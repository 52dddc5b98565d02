//! # slotline
//!
//! Single-threaded signals and slots with safe reentrancy.
//!
//! A [`Signal`] is a registry of callbacks ("slots") invoked together by
//! [`Signal::emit`]. Connecting returns a [`Connection`] handle that can
//! disconnect the slot later, even from inside the slot, and that stays safe
//! to query after the signal is gone. [`ScopedConnection`] disconnects
//! automatically when dropped.
//!
//! Slots may connect, disconnect, clear or re-emit the signal while it is
//! being emitted. Disconnected slots are tombstoned and removed in one sweep
//! when the outermost emission returns, so emitting stays a forward walk over
//! one contiguous vector.
//!
//! ```
//! use std::cell::RefCell;
//! use std::rc::Rc;
//! use slotline::Signal;
//!
//! let signal = Signal::<&'static str>::new();
//! let log = Rc::new(RefCell::new(Vec::new()));
//!
//! let log_a = log.clone();
//! let _a = signal.connect(move |msg| log_a.borrow_mut().push(format!("a:{msg}")));
//! let log_b = log.clone();
//! signal.connect_once(move |msg| log_b.borrow_mut().push(format!("b:{msg}")));
//!
//! signal.emit("one");
//! signal.emit("two");
//!
//! assert_eq!(*log.borrow(), ["a:one", "b:one", "a:two"]);
//! ```

mod connection;
mod error;
mod scoped;
mod signal;
mod slot;
mod slot_id;
mod store;

pub use crate::connection::Connection;
pub use crate::error::SignalError;
pub use crate::scoped::ScopedConnection;
pub use crate::signal::Signal;
pub use crate::slot_id::SlotId;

_What is expected:_
Write each record above out again exactly as it reads.

_Response to the exercise:_
repository 52dddc5b98565d02
//! # slotline
//!
//! Single-threaded signals and slots with safe reentrancy.
//!
//! A [`Signal`] is a registry of callbacks ("slots") invoked together by
//! [`Signal::emit`]. Connecting returns a [`Connection`] handle that can
//! disconnect the slot later, even from inside the slot, and that stays safe
//! to query after the signal is gone. [`ScopedConnection`] disconnects
//! automatically when dropped.
//!
//! Slots may connect, disconnect, clear or re-emit the signal while it is
//! being emitted. Disconnected slots are tombstoned and removed in one sweep
//! when the outermost emission returns, so emitting stays a forward walk over
//! one contiguous vector.
//!
//! ```
//! use std::cell::RefCell;
//! use std::rc::Rc;
//! use slotline::Signal;
//!
//! let signal = Signal::<&'static str>::new();
//! let log = Rc::new(RefCell::new(Vec::new()));
//!
//! let log_a = log.clone();
//! let _a = signal.connect(move |msg| log_a.borrow_mut().push(format!("a:{msg}")));
//! let log_b = log.clone();
//! signal.connect_once(move |msg| log_b.borrow_mut().push(format!("b:{msg}")));
//!
//! signal.emit("one");
//! signal.emit("two");
//!
//! assert_eq!(*log.borrow(), ["a:one", "b:one", "a:two"]);
//! ```

mod connection;
mod error;
mod scoped;
mod signal;
mod slot;
mod slot_id;
mod store;

pub use crate::connection::Connection;
pub use crate::error::SignalError;
pub use crate::scoped::ScopedConnection;
pub use crate::signal::Signal;
pub use crate::slot_id::SlotId;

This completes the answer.